§ **Problem description**
Reproduce exactly, and only, the lines running from the start of the entries below to the line containing "let color = if atb.is_negative()".

§ **Data extract**
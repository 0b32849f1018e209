//! Budget view
//!
//! Shows budget categories with budgeted, activity, available, and target amounts

use ratatui::{
    layout::Rect,
    style::{Color, Modifier, Style},
    text::{Line, Span},
    widgets::{Block, Borders, Cell, Paragraph, Row, Table, TableState},
    Frame,
};

use crate::models::{AccountType, TargetCadence};
use crate::services::{AccountService, BudgetService, CategoryService};
use crate::tui::app::{App, BudgetHeaderDisplay, FocusedPanel};
use crate::tui::layout::BudgetLayout;

/// Render the budget view
pub fn render(frame: &mut Frame, app: &mut App, area: Rect) {
    let layout = BudgetLayout::new(area);

    // Render ATB header
    render_atb_header(frame, app, layout.atb_header);

    // Render category table
    render_category_table(frame, app, layout.categories);
}

/// Render Available to Budget header (or account type balance based on toggle)
fn render_atb_header(frame: &mut Frame, app: &mut App, area: Rect) {
    let budget_service = BudgetService::new(app.storage);

    let (label, amount, color) = match app.budget_header_display {
        BudgetHeaderDisplay::AvailableToBudget => {
            let atb = budget_service
                .get_available_to_budget(&app.current_period)
                .unwrap_or_default();

            let color = if atb.is_negative() {
                Color::Red
            } else if atb.is_zero() {
                Color::Green
            } else {
                Color::Yellow
            };

            let label = if atb.is_negative() {
                "Overspent"
            } else if atb.is_zero() {
                "All money assigned!"
            } else {
                "Available to Budget"
            };

            (label.to_string(), atb, color)
        }
        _ => {
            // Get account type from the display mode
            let account_type = match app.budget_header_display {
                BudgetHeaderDisplay::Checking => AccountType::Checking,
                BudgetHeaderDisplay::Savings => AccountType::Savings,
                BudgetHeaderDisplay::Credit => AccountType::Credit,
                BudgetHeaderDisplay::Cash => AccountType::Cash,
                BudgetHeaderDisplay::Investment => AccountType::Investment,
                BudgetHeaderDisplay::LineOfCredit => AccountType::LineOfCredit,
                BudgetHeaderDisplay::Other => AccountType::Other,
                BudgetHeaderDisplay::AvailableToBudget => unreachable!(),
            };

            let account_service = AccountService::new(app.storage);
            let balance = account_service
                .total_balance_by_type(account_type)
                .unwrap_or_default();
            let count = account_service.count_by_type(account_type).unwrap_or(0);

            // Color: green for positive, red for negative, yellow for zero
            let color = if balance.is_negative() {
                Color::Red
            } else if balance.is_zero() {
                Color::Yellow
            } else {
                Color::Green
            };

            let label = if count == 0 {
                format!("{} (no accounts)", app.budget_header_display.label())
            } else if count == 1 {
                format!("{} (1 account)", app.budget_header_display.label())
            } else {
                format!("{} ({} accounts)", app.budget_header_display.label(), count)
            };

            (label, balance, color)
        }
    };

    // Check for expected income comparison
    let income_indicator = if let Some(overage) = budget_service
        .is_over_expected_income(&app.current_period)
        .ok()
        .flatten()
    {
        // Over budget warning
        Some((format!("  │  Over Income: {} ⚠", overage), Color::Red))
    } else if let Some(remaining) = budget_service
        .get_remaining_to_budget_from_income(&app.current_period)
        .ok()
        .flatten()
    {
        if remaining.is_positive() {
            Some((
                format!("  │  Income Remaining: {} ✓", remaining),
                Color::Green,
            ))
        } else if remaining.is_zero() {
            Some(("  │  Income: Fully Budgeted ✓".to_string(), Color::Green))
        } else {
            None
        }
    } else {
        None
    };

    let block = Block::default()
        .title(format!(" Budget - {} ", app.current_period))
        .title_style(
            Style::default()
                .fg(Color::Cyan)
                .add_modifier(Modifier::BOLD),
        )
        .borders(Borders::ALL)
        .border_style(Style::default().fg(Color::White));

    let mut spans = vec![
        Span::styled("◀ ", Style::default().fg(Color::DarkGray)),
        Span::styled(label, Style::default().fg(Color::White)),
        Span::styled(" ▶  ", Style::default().fg(Color::DarkGray)),
        Span::styled(
            format!("{}", amount),
            Style::default().fg(color).add_modifier(Modifier::BOLD),
        ),
    ];

    // Add income indicator if present
    if let Some((income_text, income_color)) = income_indicator {
        spans.push(Span::styled(income_text, Style::default().fg(income_color)));
    }

    spans.extend(vec![
        Span::raw("  │  "),
        Span::styled("[< / >] Toggle  ", Style::default().fg(Color::Yellow)),
        Span::styled("[[ / ]] Period  ", Style::default().fg(Color::Yellow)),
        Span::styled("[m] Move", Style::default().fg(Color::Yellow)),
    ]);

    let line = Line::from(spans);

    let paragraph = Paragraph::new(line).block(block);

    frame.render_widget(paragraph, area);
}

/// Render category budget table
fn render_category_table(frame: &mut Frame, app: &mut App, area: Rect) {
    let is_focused = app.focused_panel == FocusedPanel::Main;
    let border_color = if is_focused { Color::Cyan } else { Color::Gray };

    let block = Block::default()
        .borders(Borders::ALL)
        .border_style(Style::default().fg(border_color));

    let category_service = CategoryService::new(app.storage);
    let budget_service = BudgetService::new(app.storage);

    // Get groups and categories
    let groups = category_service.list_groups().unwrap_or_default();
    let categories = category_service.list_categories().unwrap_or_default();

    // Build rows with group headers
    let mut rows: Vec<Row> = Vec::new();
    let mut row_to_category_index: Vec<Option<usize>> = Vec::new();

    // Track visual index (categories in display order)
    let mut visual_index = 0usize;

    for group in &groups {
        // Group header row
        rows.push(
            Row::new(vec![Cell::from(format!("▼ {}", group.name))])
                .style(
                    Style::default()
                        .fg(Color::Cyan)
                        .add_modifier(Modifier::BOLD),
                )
                .height(1),
        );
        row_to_category_index.push(None);

        // Categories in this group
        let group_categories: Vec<_> = categories
            .iter()
            .filter(|c| c.group_id == group.id)
            .collect();

        for category in group_categories {
            let cat_index = visual_index;
            visual_index += 1;
            let summary = budget_service
                .get_category_summary(category.id, &app.current_period)
                .unwrap_or_else(|_| crate::models::CategoryBudgetSummary::empty(category.id));

            // Get target for this category
            let target = budget_service.get_target(category.id).ok().flatten();

            // Target indicator for category name
            let target_indicator = if target.is_some() { "◉ " } else { "  " };

            // Build target display with progress for ByDate goals
            let target_display = match &target {
                Some(t) => {
                    match &t.cadence {
                        TargetCadence::ByDate { target_date } => {
                            // For ByDate goals, show progress
                            let progress_pct = if t.amount.cents() > 0 {
                                let saved = summary.available.cents().max(0);
                                ((saved as f64 / t.amount.cents() as f64) * 100.0).min(100.0)
                            } else {
                                0.0
                            };
                            format!(
                                "{} by {} ({:.0}%)",
                                t.amount,
                                target_date.format("%b %Y"),
                                progress_pct
                            )
                        }
                        _ => format!("{} {}", t.amount, t.cadence),
                    }
                }
                None => "—".to_string(),
            };

            // Available column styling
            let available_style = if summary.is_overspent() {
                Style::default().fg(Color::Red)
            } else if summary.available.is_zero() {
                Style::default().fg(Color::Yellow)
            } else {
                Style::default().fg(Color::Green)
            };

            // Activity styling (negative = spending)
            let activity_style = if summary.activity.is_negative() {
                Style::default().fg(Color::Red)
            } else if summary.activity.is_positive() {
                Style::default().fg(Color::Green)
            } else {
                Style::default().fg(Color::Yellow)
            };

            // Target styling
            let target_style = if target.is_some() {
                Style::default().fg(Color::Magenta)
            } else {
                Style::default().fg(Color::White)
            };

            rows.push(Row::new(vec![
                Cell::from(format!("{}{}", target_indicator, category.name)),
                Cell::from(format!("{}", summary.budgeted)),
                Cell::from(format!("{}", summary.activity)).style(activity_style),
                Cell::from(format!("{}", summary.available)).style(available_style),
                Cell::from(target_display).style(target_style),
            ]));
            row_to_category_index.push(Some(cat_index));
        }
    }

    if rows.is_empty() {
        let text = Paragraph::new("No categories. Run 'envelope category create' to add some.")
            .block(block)
            .style(Style::default().fg(Color::Yellow));
        frame.render_widget(text, area);
        return;
    }

    // Column widths
    let widths = [
        ratatui::layout::Constraint::Min(20), // Category name (with target indicator)
        ratatui::layout::Constraint::Length(14), // Budgeted
        ratatui::layout::Constraint::Length(14), // Activity
        ratatui::layout::Constraint::Length(14), // Available
        ratatui::layout::Constraint::Length(30), // Target (wider for ByDate progress)
    ];

    // Header row
    let header = Row::new(vec![
        Cell::from("Category").style(Style::default().add_modifier(Modifier::BOLD)),
        Cell::from("Budgeted").style(Style::default().add_modifier(Modifier::BOLD)),
        Cell::from("Activity").style(Style::default().add_modifier(Modifier::BOLD)),
        Cell::from("Available").style(Style::default().add_modifier(Modifier::BOLD)),
        Cell::from("Target").style(Style::default().add_modifier(Modifier::BOLD)),
    ])
    .style(Style::default().fg(Color::Yellow))
    .height(1);

    let table = Table::new(rows, widths)
        .header(header)
        .block(block)
        .highlight_style(
            Style::default()
                .bg(Color::DarkGray)
                .add_modifier(Modifier::BOLD),
        )
        .highlight_symbol("▶ ");

    // Find the row index that corresponds to the selected category index
    let selected_row = row_to_category_index
        .iter()
        .position(|&idx| idx == Some(app.selected_category_index))
        .unwrap_or(0);

    let mut state = TableState::default();
    state.select(Some(selected_row));

    frame.render_stateful_widget(table, area, &mut state);
}
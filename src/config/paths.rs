//! Path management for expense-cli
//!
//! All persisted records live in a single data directory.
//!
//! ## Path Resolution Order
//!
//! 1. `EXPENSE_DATA_DIR` environment variable (if set)
//! 2. Unix (Linux/macOS): `~/.expense`
//! 3. Windows: `%USERPROFILE%\.expense`

use std::path::PathBuf;

use crate::error::ExpenseError;

/// Manages all paths used by expense-cli
#[derive(Debug, Clone)]
pub struct ExpensePaths {
    /// Base directory for all expense-cli data
    base_dir: PathBuf,
}

impl ExpensePaths {
    /// Create a new ExpensePaths instance
    ///
    /// Path resolution:
    /// 1. `EXPENSE_DATA_DIR` env var (explicit override)
    /// 2. `~/.expense` (or `%USERPROFILE%\.expense` on Windows)
    ///
    /// # Errors
    ///
    /// Returns an error if the home directory cannot be determined.
    pub fn new() -> Result<Self, ExpenseError> {
        let base_dir = if let Ok(custom) = std::env::var("EXPENSE_DATA_DIR") {
            PathBuf::from(custom)
        } else {
            resolve_default_path()?
        };

        Ok(Self { base_dir })
    }

    /// Create ExpensePaths with a custom base directory (useful for testing)
    pub fn with_base_dir(base_dir: PathBuf) -> Self {
        Self { base_dir }
    }

    /// Get the base directory (~/.expense/ or equivalent)
    pub fn base_dir(&self) -> &PathBuf {
        &self.base_dir
    }

    /// Get the path to the ledger file
    pub fn data_file(&self) -> PathBuf {
        self.base_dir.join("data.json")
    }

    /// Get the path to the config file
    pub fn config_file(&self) -> PathBuf {
        self.base_dir.join("config.json")
    }

    /// Get the path to the undo stack file
    pub fn undo_stack_file(&self) -> PathBuf {
        self.base_dir.join("undo_stack.json")
    }

    /// Get the path to the redo stack file
    pub fn redo_stack_file(&self) -> PathBuf {
        self.base_dir.join("redo_stack.json")
    }

    /// Get the path to the audit log
    pub fn audit_log(&self) -> PathBuf {
        self.base_dir.join("audit.log")
    }

    /// Resolve the default export directory (the user's Downloads folder,
    /// falling back to the current directory when no home is available)
    pub fn downloads_dir() -> PathBuf {
        home_dir()
            .map(|home| home.join("Downloads"))
            .unwrap_or_else(|| PathBuf::from("."))
    }
}

/// Resolve the user's home directory from the environment
#[cfg(not(windows))]
fn home_dir() -> Option<PathBuf> {
    std::env::var("HOME").ok().map(PathBuf::from)
}

/// Resolve the user's home directory from the environment
#[cfg(windows)]
fn home_dir() -> Option<PathBuf> {
    std::env::var("USERPROFILE").ok().map(PathBuf::from)
}

/// Resolve the default data directory path
fn resolve_default_path() -> Result<PathBuf, ExpenseError> {
    let home = home_dir()
        .ok_or_else(|| ExpenseError::Config("Could not determine home directory".into()))?;
    Ok(home.join(".expense"))
}

#[cfg(test)]
mod tests {
    use super::*;
    use tempfile::TempDir;

    #[test]
    fn test_custom_base_dir() {
        let temp_dir = TempDir::new().unwrap();
        let paths = ExpensePaths::with_base_dir(temp_dir.path().to_path_buf());

        assert_eq!(paths.base_dir(), temp_dir.path());
        assert_eq!(paths.data_file(), temp_dir.path().join("data.json"));
        assert_eq!(paths.config_file(), temp_dir.path().join("config.json"));
    }

    #[test]
    fn test_stack_file_paths() {
        let temp_dir = TempDir::new().unwrap();
        let paths = ExpensePaths::with_base_dir(temp_dir.path().to_path_buf());

        assert_eq!(
            paths.undo_stack_file(),
            temp_dir.path().join("undo_stack.json")
        );
        assert_eq!(
            paths.redo_stack_file(),
            temp_dir.path().join("redo_stack.json")
        );
    }
}
//! Storage layer for expense-cli
//!
//! Provides JSON whole-file storage with atomic replacement. No cross-process
//! locking exists: two simultaneous invocations against the same data
//! directory race on last-write-wins file replacement. That is an accepted
//! limitation of the design, not a solved problem.

pub mod file_io;
pub mod ledger;

pub use file_io::{read_json, read_json_or_default, write_json_atomic};
pub use ledger::LedgerRepository;

use crate::config::paths::ExpensePaths;
use crate::config::settings::Config;
use crate::error::ExpenseResult;
use crate::models::Expense;

/// Main storage coordinator for the ledger and config records
pub struct Storage {
    paths: ExpensePaths,
    ledger: LedgerRepository,
}

impl Storage {
    /// Create a new Storage instance, making sure all persisted records
    /// exist before any command executes
    pub fn new(paths: ExpensePaths) -> ExpenseResult<Self> {
        ensure_files(&paths)?;

        Ok(Self {
            ledger: LedgerRepository::new(paths.data_file()),
            paths,
        })
    }

    /// Get the paths configuration
    pub fn paths(&self) -> &ExpensePaths {
        &self.paths
    }

    /// Load the expense ledger. Fatal on a corrupt file.
    pub fn load_ledger(&self) -> ExpenseResult<Vec<Expense>> {
        self.ledger.load()
    }

    /// Replace the expense ledger
    pub fn save_ledger(&self, expenses: &[Expense]) -> ExpenseResult<()> {
        self.ledger.save(expenses)
    }

    /// Load the config record. A corrupt or unparseable config is recovered
    /// by resetting to the default, with a notice on stderr; the command
    /// itself continues.
    pub fn load_config(&self) -> Config {
        let (config, recovered) = read_json_or_default(self.paths.config_file());
        if recovered {
            eprintln!("Warning: config file was unreadable; starting from a fresh default.");
        }
        config
    }

    /// Replace the config record
    pub fn save_config(&self, config: &Config) -> ExpenseResult<()> {
        write_json_atomic(self.paths.config_file(), config)
    }
}

/// Create the data directory and all four persisted records (ledger, config,
/// undo stack, redo stack) if any are missing
fn ensure_files(paths: &ExpensePaths) -> ExpenseResult<()> {
    std::fs::create_dir_all(paths.base_dir())
        .map_err(|e| crate::error::ExpenseError::Io(format!("Failed to create data directory: {}", e)))?;

    let defaults = [
        (paths.data_file(), "[]"),
        (paths.config_file(), "{}"),
        (paths.undo_stack_file(), "[]"),
        (paths.redo_stack_file(), "[]"),
    ];

    for (path, initial) in defaults {
        if !path.exists() {
            std::fs::write(&path, initial).map_err(|e| {
                crate::error::ExpenseError::Io(format!(
                    "Failed to create {}: {}",
                    path.display(),
                    e
                ))
            })?;
        }
    }

    Ok(())
}

#[cfg(test)]
mod tests {
    use super::*;
    use tempfile::TempDir;

    #[test]
    fn test_storage_creates_all_records() {
        let temp_dir = TempDir::new().unwrap();
        let paths = ExpensePaths::with_base_dir(temp_dir.path().to_path_buf());
        let _storage = Storage::new(paths).unwrap();

        assert!(temp_dir.path().join("data.json").exists());
        assert!(temp_dir.path().join("config.json").exists());
        assert!(temp_dir.path().join("undo_stack.json").exists());
        assert!(temp_dir.path().join("redo_stack.json").exists());
    }

    #[test]
    fn test_config_round_trip() {
        let temp_dir = TempDir::new().unwrap();
        let paths = ExpensePaths::with_base_dir(temp_dir.path().to_path_buf());
        let storage = Storage::new(paths).unwrap();

        let mut config = storage.load_config();
        assert_eq!(config.preferred_currency, None);

        config.set_preferred_currency("EUR", None);
        storage.save_config(&config).unwrap();

        let reloaded = storage.load_config();
        assert_eq!(reloaded.preferred_currency.as_deref(), Some("EUR"));
    }

    #[test]
    fn test_corrupt_config_recovers_to_default() {
        let temp_dir = TempDir::new().unwrap();
        let paths = ExpensePaths::with_base_dir(temp_dir.path().to_path_buf());
        let storage = Storage::new(paths).unwrap();

        std::fs::write(temp_dir.path().join("config.json"), "garbage").unwrap();
        let config = storage.load_config();
        assert_eq!(config, Config::default());
    }

    #[test]
    fn test_corrupt_ledger_is_fatal() {
        let temp_dir = TempDir::new().unwrap();
        let paths = ExpensePaths::with_base_dir(temp_dir.path().to_path_buf());
        let storage = Storage::new(paths).unwrap();

        std::fs::write(temp_dir.path().join("data.json"), "garbage").unwrap();
        assert!(storage.load_ledger().is_err());
    }
}
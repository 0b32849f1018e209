//! Category display formatting
//!
//! Formats categories and groups for terminal output in tree and table views.

use crate::models::{Category, CategoryGroup};
use crate::services::category::CategoryGroupWithCategories;

/// Format categories as a tree structure grouped by category group
pub fn format_category_tree(groups_with_categories: &[CategoryGroupWithCategories]) -> String {
    if groups_with_categories.is_empty() {
        return "No categories found.\n\nRun 'envelope init' to create default categories."
            .to_string();
    }

    let mut output = String::new();

    for (i, gwc) in groups_with_categories.iter().enumerate() {
        // Group header
        output.push_str(&format!("{}\n", gwc.group.name));

        // Categories in group
        if gwc.categories.is_empty() {
            output.push_str("  (no categories)\n");
        } else {
            for (j, category) in gwc.categories.iter().enumerate() {
                let is_last = j == gwc.categories.len() - 1;
                let prefix = if is_last { "└── " } else { "├── " };

                let goal_str = if let Some(goal) = category.goal_amount {
                    format!(" (goal: {})", crate::models::Money::from_cents(goal))
                } else {
                    String::new()
                };

                output.push_str(&format!("  {}{}{}\n", prefix, category.name, goal_str));
            }
        }

        // Add blank line between groups (except after last)
        if i < groups_with_categories.len() - 1 {
            output.push('\n');
        }
    }

    output
}

/// Format a simple list of groups
pub fn format_group_list(groups: &[CategoryGroup]) -> String {
    if groups.is_empty() {
        return "No category groups found.".to_string();
    }

    let mut output = String::new();
    output.push_str("Category Groups:\n");

    for group in groups {
        let hidden = if group.hidden { " (hidden)" } else { "" };
        output.push_str(&format!(
            "  {} - order: {}{}\n",
            group.name, group.sort_order, hidden
        ));
    }

    output
}

/// Format a simple list of categories
pub fn format_category_list(categories: &[Category]) -> String {
    if categories.is_empty() {
        return "No categories found.".to_string();
    }

    let name_width = categories
        .iter()
        .map(|c| c.name.len())
        .max()
        .unwrap_or(4)
        .max(4);

    let mut output = String::new();
    output.push_str(&format!(
        "{:<width$}  {:>10}  {}\n",
        "Category",
        "Goal",
        "ID",
        width = name_width
    ));
    output.push_str(&format!(
        "{:-<width$}  {:->10}  {:-<12}\n",
        "",
        "",
        "",
        width = name_width
    ));

    for category in categories {
        let goal_str = category
            .goal_amount
            .map(|g| crate::models::Money::from_cents(g).to_string())
            .unwrap_or_else(|| "-".to_string());

        output.push_str(&format!(
            "{:<width$}  {:>10}  {}\n",
            category.name,
            goal_str,
            category.id,
            width = name_width
        ));
    }

    output
}

/// Format category details
pub fn format_category_details(category: &Category, group: Option<&CategoryGroup>) -> String {
    let mut output = String::new();

    output.push_str(&format!("Category: {}\n", category.name));
    output.push_str(&format!("  ID:         {}\n", category.id));

    if let Some(g) = group {
        output.push_str(&format!("  Group:      {}\n", g.name));
    }

    output.push_str(&format!(
        "  Hidden:     {}\n",
        if category.hidden { "Yes" } else { "No" }
    ));
    output.push_str(&format!("  Sort Order: {}\n", category.sort_order));

    if let Some(goal) = category.goal_amount {
        output.push_str(&format!(
            "  Goal:       {}\n",
            crate::models::Money::from_cents(goal)
        ));
    }

    if !category.notes.is_empty() {
        output.push_str(&format!("  Notes:      {}\n", category.notes));
    }

    output.push('\n');
    output.push_str(&format!(
        "  Created:  {}\n",
        category.created_at.format("%Y-%m-%d %H:%M UTC")
    ));
    output.push_str(&format!(
        "  Modified: {}\n",
        category.updated_at.format("%Y-%m-%d %H:%M UTC")
    ));

    output
}

/// Format group details
pub fn format_group_details(group: &CategoryGroup, categories: &[Category]) -> String {
    let mut output = String::new();

    output.push_str(&format!("Category Group: {}\n", group.name));
    output.push_str(&format!("  ID:         {}\n", group.id));
    output.push_str(&format!(
        "  Hidden:     {}\n",
        if group.hidden { "Yes" } else { "No" }
    ));
    output.push_str(&format!("  Sort Order: {}\n", group.sort_order));
    output.push_str(&format!("  Categories: {}\n", categories.len()));

    if !categories.is_empty() {
        output.push_str("\n  Categories in this group:\n");
        for category in categories {
            output.push_str(&format!("    - {}\n", category.name));
        }
    }

    output.push('\n');
    output.push_str(&format!(
        "  Created:  {}\n",
        group.created_at.format("%Y-%m-%d %H:%M UTC")
    ));
    output.push_str(&format!(
        "  Modified: {}\n",
        group.updated_at.format("%Y-%m-%d %H:%M UTC")
    ));

    output
}

#[cfg(test)]
mod tests {
    use super::*;

    #[test]
    fn test_format_empty_tree() {
        let output = format_category_tree(&[]);
        assert!(output.contains("No categories found"));
    }

    #[test]
    fn test_format_category_tree() {
        let group = CategoryGroup::new("Bills");
        let cat1 = Category::new("Rent", group.id);
        let cat2 = Category::new("Electric", group.id);

        let gwc = CategoryGroupWithCategories {
            group,
            categories: vec![cat1, cat2],
        };

        let output = format_category_tree(&[gwc]);
        assert!(output.contains("Bills"));
        assert!(output.contains("Rent"));
        assert!(output.contains("Electric"));
        assert!(output.contains("├──"));
        assert!(output.contains("└──"));
    }

    #[test]
    fn test_format_category_with_goal() {
        let group = CategoryGroup::new("Savings");
        let mut cat = Category::new("Emergency Fund", group.id);
        cat.set_goal(100000); // $1000

        let gwc = CategoryGroupWithCategories {
            group,
            categories: vec![cat],
        };

        let output = format_category_tree(&[gwc]);
        assert!(output.contains("Emergency Fund"));
        assert!(output.contains("goal:"));
        assert!(output.contains("$1000.00"));
    }
}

§ **Expected answer**
repository 0b32849f1018e209
//! Budget view
//!
//! Shows budget categories with budgeted, activity, available, and target amounts

use ratatui::{
    layout::Rect,
    style::{Color, Modifier, Style},
    text::{Line, Span},
    widgets::{Block, Borders, Cell, Paragraph, Row, Table, TableState},
    Frame,
};

use crate::models::{AccountType, TargetCadence};
use crate::services::{AccountService, BudgetService, CategoryService};
use crate::tui::app::{App, BudgetHeaderDisplay, FocusedPanel};
use crate::tui::layout::BudgetLayout;

/// Render the budget view
pub fn render(frame: &mut Frame, app: &mut App, area: Rect) {
    let layout = BudgetLayout::new(area);

    // Render ATB header
    render_atb_header(frame, app, layout.atb_header);

    // Render category table
    render_category_table(frame, app, layout.categories);
}

/// Render Available to Budget header (or account type balance based on toggle)
fn render_atb_header(frame: &mut Frame, app: &mut App, area: Rect) {
    let budget_service = BudgetService::new(app.storage);

    let (label, amount, color) = match app.budget_header_display {
        BudgetHeaderDisplay::AvailableToBudget => {
            let atb = budget_service
                .get_available_to_budget(&app.current_period)
                .unwrap_or_default();

            let color = if atb.is_negative() {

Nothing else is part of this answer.